DeNicola v. Frontline Asset Strategies

ORDER

WALL, United States Magistrate Judge:

Before the court is motion to compel by the plaintiffs. DE[16 & 18]. It is opposed by the defendant. DE[17]. The motion is GRANTED on the terms set forth infra.

The plaintiffs report that, on November 14, 2011, they served the defendants by mail and fax with their Requests for Documents, Interrogatories and Requests for Admission, and that no responses had been received as of the date of the motion—February 8, 2012—despite a telephone call to defense counsel on January 23, 2012. The plaintiff asks that the defendant be compelled to respond, that the court deem all objections waived, and that the court recognize the Requests to Admit as admitted pursuant to Rule 36.

The defendant argues that the motion should be denied based on my order of November 8, 2011. That order granted the defendant’s motion for a protective order regarding Requests to Admit that had been served by the plaintiffs prior to a Rule 26(f) conference. I found that the Requests were premature, noted that Requests to Admit as a discovery tool “are best used later in the discovery process,” and directed that the parties should “begin discovery anew” pursuant to Rule 26(f) and the scheduling order that I entered on the date of the motion order—November 8, 2011. See DE[15]. The defendant reports that counsel had a discovery conference on November 14, 2011, followed by a letter requesting that the plaintiff be deposed in December and that the plaintiffs serve their initial disclosures. The plaintiffs, the defendant notes, did not respond to the discovery request and did not serve initial disclosures. The defendant also states that the plaintiffs did not serve new discovery demands, as required by my 11/8 order.

The plaintiffs, however, have submitted a certificate of service by mail and fax on November 14, six days after the 11/8 order, and a fax transmittal sheet showing that the documents were received by defense counsel’s office. Although the defendant states that the plaintiffs did not serve new discovery demands, it has not addressed the plaintiffs’ proof of service, and the court must assume that the November 14 documents were indeed received by defense counsel.

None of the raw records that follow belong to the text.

#[cfg(test)]
mod tests {
    use super::*;
    use flakenet_storage::{Result as StorageResult, Section, SectionReader, Value};

    #[derive(Debug, Clone, PartialEq, Default)]
    struct Echo {
        text: String,
    }

    impl Storable for Echo {
        fn to_section(&self) -> Section {
            let mut s = Section::new();
            s.insert("text", Value::text(&self.text));
            s
        }

        fn from_section(section: Section) -> StorageResult<Self> {
            let mut r = SectionReader::new(section);
            let out = Self {
                text: r.take("text")?.into_string()?,
            };
            r.finish()?;
            Ok(out)
        }
    }

    #[derive(Debug, Default, PartialEq)]
    struct Empty;

    impl Storable for Empty {
        fn to_section(&self) -> Section {
            Section::new()
        }

        fn from_section(section: Section) -> StorageResult<Self> {
            SectionReader::new(section).finish()?;
            Ok(Empty)
        }
    }

    fn pair() -> (Connection, Connection) {
        let (a, b) = tokio::io::duplex(64 * 1024);
        (
            Connection::spawn(a, "a".into()),
            Connection::spawn(b, "b".into()),
        )
    }

    /// Serve one request on `conn`: wait for it, echo its payload back
    /// under the same command id.
    async fn echo_once(conn: &Connection, rx: &mut mpsc::UnboundedReceiver<IncomingMessage>) {
        let request = rx.recv().await.expect("request");
        let echo: Echo = flakenet_storage::from_bytes(&request.payload).unwrap();
        conn.respond(request.head.command, &echo, 0).await.unwrap();
    }

    #[tokio::test]
    async fn test_invoke_roundtrip() {
        let (client, server) = pair();
        let mut server_rx = server.take_incoming().unwrap();

        let serve = tokio::spawn(async move {
            echo_once(&server, &mut server_rx).await;
            server
        });

        let request = Echo { text: "hi".into() };
        let (code, response): (i32, Echo) = client
            .invoke(1001, &request, Duration::from_secs(5))
            .await
            .unwrap();
        assert_eq!(code, 0);
        assert_eq!(response, request);

        let server = serve.await.unwrap();
        client.close().await;
        server.close().await;
    }

    #[tokio::test]
    async fn test_concurrent_invokes_correlate_out_of_order() {
        let (client, server) = pair();
        let client = std::sync::Arc::new(client);
        let mut server_rx = server.take_incoming().unwrap();

        let serve = tokio::spawn(async move {
            let first = server_rx.recv().await.expect("first request");
            let second = server_rx.recv().await.expect("second request");
            // Answer in reverse arrival order.
            for request in [second, first] {
                let echo: Echo = flakenet_storage::from_bytes(&request.payload).unwrap();
                server.respond(request.head.command, &echo, 0).await.unwrap();
            }
            server
        });

        let c1 = client.clone();
        let call_a = tokio::spawn(async move {
            c1.invoke::<_, Echo>(10, &Echo { text: "a".into() }, Duration::from_secs(5))
                .await
        });
        let c2 = client.clone();
        let call_b = tokio::spawn(async move {
            c2.invoke::<_, Echo>(20, &Echo { text: "b".into() }, Duration::from_secs(5))
                .await
        });

        let (_, got_a) = call_a.await.unwrap().unwrap();
        let (_, got_b) = call_b.await.unwrap().unwrap();
        assert_eq!(got_a.text, "a");
        assert_eq!(got_b.text, "b");

        let server = serve.await.unwrap();
        client.close().await;
        server.close().await;
    }

    #[tokio::test]
    async fn test_timeout_then_late_response_dropped() {
        let (client, server) = pair();
        let mut server_rx = server.take_incoming().unwrap();

        let result: Result<(i32, Echo)> = client
            .invoke(30, &Echo { text: "slow".into() }, Duration::from_millis(50))
            .await;
        assert!(matches!(result, Err(LevinError::TimedOut)));

        // The request did arrive; answer it late.
        echo_once(&server, &mut server_rx).await;

        // The late response finds no waiter and the id is free for reuse.
        let serve = tokio::spawn(async move {
            echo_once(&server, &mut server_rx).await;
            server
        });
        let (_, response): (i32, Echo) = client
            .invoke(30, &Echo { text: "again".into() }, Duration::from_secs(5))
            .await
            .unwrap();
        assert_eq!(response.text, "again");

        let server = serve.await.unwrap();
        client.close().await;
        server.close().await;
    }

    #[tokio::test]
    async fn test_peer_close_releases_waiter() {
        let (client, server) = pair();

        let waiter = tokio::spawn(async move {
            let result: Result<(i32, Echo)> = client
                .invoke(40, &Echo::default(), Duration::from_secs(30))
                .await;
            result
        });

        // Give the invoke time to register, then drop the peer end.
        tokio::time::sleep(Duration::from_millis(50)).await;
        server.close().await;
        drop(server);

        assert!(matches!(
            waiter.await.unwrap(),
            Err(LevinError::ConnectionClosed)
        ));
    }

    #[tokio::test]
    async fn test_duplicate_invocation_is_a_fault() {
        let (client, server) = pair();
        let client = std::sync::Arc::new(client);

        let c1 = client.clone();
        let first = tokio::spawn(async move {
            c1.invoke::<_, Echo>(50, &Echo::default(), Duration::from_secs(30))
                .await
        });
        tokio::time::sleep(Duration::from_millis(50)).await;

        let second: Result<(i32, Echo)> = client
            .invoke(50, &Echo::default(), Duration::from_secs(5))
            .await;
        assert!(matches!(second, Err(LevinError::CommandBusy { command: 50 })));

        // The fault aborts the connection; the first caller is released.
        assert!(matches!(
            first.await.unwrap(),
            Err(LevinError::ConnectionClosed)
        ));
        server.close().await;
    }

    #[tokio::test]
    async fn test_zero_length_response_payload() {
        use bytes::BytesMut;
        use tokio::io::{AsyncReadExt, AsyncWriteExt};
        use tokio_util::codec::Encoder;

        let (a, mut raw_server) = tokio::io::duplex(64 * 1024);
        let client = Connection::spawn(a, "client".into());

        // Hand-written peer: swallow the request, answer each invoke with
        // a response frame declaring payload length 0.
        let serve = tokio::spawn(async move {
            for command in [1001u32, 1001] {
                let mut request = vec![0u8; crate::BUCKET_HEAD_SIZE + 10];
                raw_server.read_exact(&mut request).await.unwrap();

                let mut buf = BytesMut::new();
                BucketCodec::new()
                    .encode(
                        Frame::new(BucketHead::response(command, 0, 0), Bytes::new()),
                        &mut buf,
                    )
                    .unwrap();
                raw_server.write_all(&buf).await.unwrap();
            }
            raw_server
        });

        // Accepted by a shape with zero declared fields...
        let (code, _empty): (i32, Empty) = client
            .invoke(1001, &Empty, Duration::from_secs(5))
            .await
            .unwrap();
        assert_eq!(code, 0);

        // ...rejected with a missing-entry error by any other shape.
        let result: Result<(i32, Echo)> = client
            .invoke(1001, &Empty, Duration::from_secs(5))
            .await;
        assert!(matches!(
            result,
            Err(LevinError::Storage(
                flakenet_storage::StorageError::MissingEntry { name: "text" }
            ))
        ));

        drop(serve.await.unwrap());
        client.close().await;
    }

    #[tokio::test]
    async fn test_missing_fields_in_response_fail_decode() {
        let (client, server) = pair();
        let mut server_rx = server.take_incoming().unwrap();

        let serve = tokio::spawn(async move {
            let request = server_rx.recv().await.expect("request");
            server.respond(request.head.command, &Empty, 0).await.unwrap();
            server
        });

        let result: Result<(i32, Echo)> = client
            .invoke(60, &Empty, Duration::from_secs(5))
            .await;
        assert!(matches!(
            result,
            Err(LevinError::Storage(
                flakenet_storage::StorageError::MissingEntry { name: "text" }
            ))
        ));

        let server = serve.await.unwrap();
        client.close().await;
        server.close().await;
    }

    #[tokio::test]
    async fn test_unsolicited_packets_discarded_until_receiver_taken() {
        let (client, server) = pair();

        // Gossip arriving while nobody has claimed the receiver must not
        // pile up inside the connection.
        for _ in 0..1000 {
            client.notify(70, &Echo { text: "x".into() }).await.unwrap();
        }
        tokio::time::sleep(Duration::from_millis(100)).await;

        let mut incoming = server.take_incoming().unwrap();
        assert!(matches!(
            incoming.try_recv(),
            Err(mpsc::error::TryRecvError::Empty)
        ));

        // Once taken, traffic flows.
        client.notify(71, &Echo { text: "y".into() }).await.unwrap();
        let message = incoming.recv().await.expect("notification");
        assert_eq!(message.head.command, 71);

        client.close().await;
        server.close().await;
    }

    #[tokio::test]
    async fn test_close_is_idempotent() {
        let (client, server) = pair();
        client.close().await;
        client.close().await;
        server.close().await;
    }
}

The defendant is correct that it was not obligated to respond to the discovery demands served prior to the November 8 order. It was, however, required to respond to demands served after entry of the Scheduling *215Order and the November 14 meeting, and it has not done so. Thus, the motion is granted—the defendant must serve its responses to the document demands and interrogatories no later than March 2, 2012. Further, by its failure to timely respond, the defendant has waived all objections as to the interrogatories (see Fed.R.Civ.P. 33(b)(4)) and all objections to the document demands except those based on privilege. See Senat v. City of New York, 255 F.R.D. 338, 339 (E.D.N.Y. 2009) (noting “consistent authority that a failure to serve timely responses to interrogatories and document requests serves as a waiver of objections” with a split of opinion as to privilege objections) (citations omitted).

Finally, the court need not deem the requests to admit admitted. Pursuant to Rule 36(a)(3), that is the automatic result of a failure to timely respond. Although my earlier order noted that Requests to Admit as a discovery tool “are best used later in the discovery process,” that observation cannot be construed as an order that the plaintiffs could not serve Requests to Admit if they chose to do so. If the defendant thought that the second set of Requests to Admit was premature, it could have renewed its motion for a protective order. Instead, it simply failed to respond, triggering Rule 36(a)(3).